=== Begin Enclosure ===

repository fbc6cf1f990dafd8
//! Query string of the detail page

use std::borrow::Cow;

/// Value of the first non-empty `name` parameter in a `location.search`
/// value. Other parameters, malformed pairs and repeats are ignored.
pub fn query_param(search: &str, name: &str) -> Option<String> {
    search
        .trim_start_matches('?')
        .split('&')
        .filter_map(|pair| {
            let (key, value) = pair.split_once('=').unwrap_or((pair, ""));
            (decode(key) == name).then(|| decode(value).into_owned())
        })
        .find(|value| !value.is_empty())
}

/// Form-urlencoded component: `+` is a space, undecodable input stays raw.
fn decode(component: &str) -> Cow<'_, str> {
    if component.contains('+') {
        let spaced = component.replace('+', " ");
        let decoded = urlencoding::decode(&spaced)
            .map(Cow::into_owned)
            .unwrap_or_else(|_| spaced.clone());
        return Cow::Owned(decoded);
    }
    urlencoding::decode(component).unwrap_or(Cow::Borrowed(component))
}

/// Product id from a `location.search` value (`?id=42`).
/// Only `id` is recognized; a missing or empty id counts as absent.
pub fn parse_product_id(search: &str) -> Option<String> {
    query_param(search, "id")
}

/// Product id of the current page URL.
pub fn current_product_id() -> Option<String> {
    let search = web_sys::window()
        .and_then(|w| w.location().search().ok())
        .unwrap_or_default();
    parse_product_id(&search)
}
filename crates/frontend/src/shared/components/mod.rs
pub mod search_input;
pub mod ui;

pub use search_input::SearchInput;
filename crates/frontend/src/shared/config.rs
//! Site configuration
//!
//! Fixed values of the static site. Provided through Leptos context at
//! mount time; components read it with [`use_site_config`].

use leptos::prelude::*;

#[derive(Debug, Clone, PartialEq)]
pub struct SiteConfig {
    /// Suffix of the document title on the detail page
    pub site_name: String,
    /// Catalog payload, relative to the page
    pub products_url: String,
    /// Detail page linked from catalog cards
    pub detail_page: String,
    /// Mount element of the catalog page
    pub catalog_root: String,
    /// Mount element of the detail page
    pub product_root: String,
    /// Id of the catalog search input
    pub search_input_id: String,
    /// Id of the page's inquiry form, filled with the product on match
    pub inquiry_form_id: String,
    pub menu_toggle_selector: String,
    pub menu_selector: String,
    pub header_selector: String,
    /// Vertical scroll (px) past which the header gets the `scrolled` class
    pub scroll_threshold: f64,
}

impl Default for SiteConfig {
    fn default() -> Self {
        Self {
            site_name: "BEYAZ".to_string(),
            products_url: "products.json".to_string(),
            detail_page: "product.html".to_string(),
            catalog_root: "catalog-root".to_string(),
            product_root: "product-root".to_string(),
            search_input_id: "catalog-search".to_string(),
            inquiry_form_id: "inquiry-form".to_string(),
            menu_toggle_selector: ".menu-toggle".to_string(),
            menu_selector: ".nav-menu".to_string(),
            header_selector: ".site-header".to_string(),
            scroll_threshold: 50.0,
        }
    }
}

/// Config from context, or the defaults when none was provided.
pub fn use_site_config() -> SiteConfig {
    use_context::<SiteConfig>().unwrap_or_default()
}

#[cfg(test)]
mod tests {
    use super::*;

    #[test]
    fn test_default_paths() {
        let config = SiteConfig::default();
        assert_eq!(config.products_url, "products.json");
        assert_eq!(config.detail_page, "product.html");
        assert_eq!(config.scroll_threshold, 50.0);
    }
}
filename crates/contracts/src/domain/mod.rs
pub mod a001_product;
use serde::{Deserialize, Serialize};
use std::fs;
use std::path::Path;

use crate::btree::{BPlusTreeError, BPlusTreeResult, DEFAULT_ORDER};

/// Tree construction settings, loadable from JSON
///
/// Missing fields fall back to their defaults, so `{}` is a valid config.
#[derive(Debug, Clone, PartialEq, Eq, Serialize, Deserialize)]
#[serde(default, deny_unknown_fields)]
pub struct BPlusTreeConfig {
    /// Tree order: max keys per node is `order - 1`
    pub order: usize,
}

impl Default for BPlusTreeConfig {
    fn default() -> Self {
        Self {
            order: DEFAULT_ORDER,
        }
    }
}

impl BPlusTreeConfig {
    pub fn new(order: usize) -> Self {
        Self { order }
    }

    /// Parse and validate a JSON config
    pub fn from_json_str(json: &str) -> BPlusTreeResult<Self> {
        let config: Self = serde_json::from_str(json)?;
        config.validate()?;
        Ok(config)
    }

    /// Read, parse and validate a JSON config file
    pub fn from_file(path: impl AsRef<Path>) -> BPlusTreeResult<Self> {
        let content = fs::read_to_string(path)?;
        Self::from_json_str(&content)
    }

    pub fn validate(&self) -> BPlusTreeResult<()> {
        if self.order < 3 {
            return Err(BPlusTreeError::InvalidOrder(self.order));
        }
        Ok(())
    }

    pub fn to_json_string(&self) -> BPlusTreeResult<String> {
        Ok(serde_json::to_string_pretty(self)?)
    }
}
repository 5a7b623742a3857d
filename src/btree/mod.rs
//! B+ Tree implementation for ordered in-memory indexing
//!
//! This module provides a standard B+ tree data structure. It supports:
//! - Upsert semantics (one value per key; re-inserting a key overwrites)
//! - Range queries (via a doubly linked leaf chain)
//! - Any `Ord` key type with arbitrary values
//!
//! Nodes live in an arena and refer to each other by [`NodeId`]. Internal
//! nodes own their children; leaf `next`/`prev` links are relations only.
//! The tree is single-threaded; callers needing shared access wrap the whole
//! tree in a lock.

mod error;
mod iter;
mod node;
#[cfg(test)]
mod tests;
mod validate;

pub use error::{BPlusTreeError, BPlusTreeResult};
pub use iter::Iter;
pub use node::{BPlusNode, InternalNode, LeafNode, NodeId};

use serde::Serialize;
use tracing::{debug, trace};

use crate::config::BPlusTreeConfig;

/// Default B+ tree order
pub const DEFAULT_ORDER: usize = 128;

/// Separator and new right sibling produced by a node split
struct Split<K> {
    separator: K,
    right: NodeId,
}

/// Structural snapshot of a tree, see [`BPlusTree::stats`]
#[derive(Debug, Clone, PartialEq, Serialize)]
pub struct TreeStats {
    pub order: usize,
    pub height: usize,
    pub entries: usize,
    pub leaf_nodes: usize,
    pub internal_nodes: usize,
    /// Average leaf occupancy relative to the maximum of `order - 1` keys
    pub leaf_fill: f64,
}

/// B+ Tree data structure
///
/// Order `t` means:
/// - Every node holds at most `t - 1` keys; reaching `t` triggers a split
/// - Leaf nodes (except root) hold at least `floor(t/2)` entries
/// - Internal nodes (except root) hold at least `ceil(t/2) - 1` routing keys
#[derive(Debug)]
pub struct BPlusTree<K, V> {
    /// Root node ID (an empty leaf for an empty tree)
    root: NodeId,

    /// Tree order (max keys per node is order - 1)
    order: usize,

    /// Number of levels, root is level 1
    height: usize,

    /// Node storage
    nodes: Vec<BPlusNode<K, V>>,

    /// Free list for recycling merged-away nodes
    free_list: Vec<NodeId>,

    /// First leaf node (for full range scans)
    first_leaf: NodeId,
}
pub mod btree;
pub mod config;

pub use btree::{
    BPlusNode, BPlusTree, BPlusTreeError, BPlusTreeResult, DEFAULT_ORDER, InternalNode, Iter,
    LeafNode, NodeId, TreeStats,
};
pub use config::BPlusTreeConfig;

=== End Enclosure ===

- **ASSIGNMENT**: If a line of the records above holds the string "shared", count it; then state only how many such lines there are.

- **RESPONSE TO THE EXERCISE**: 3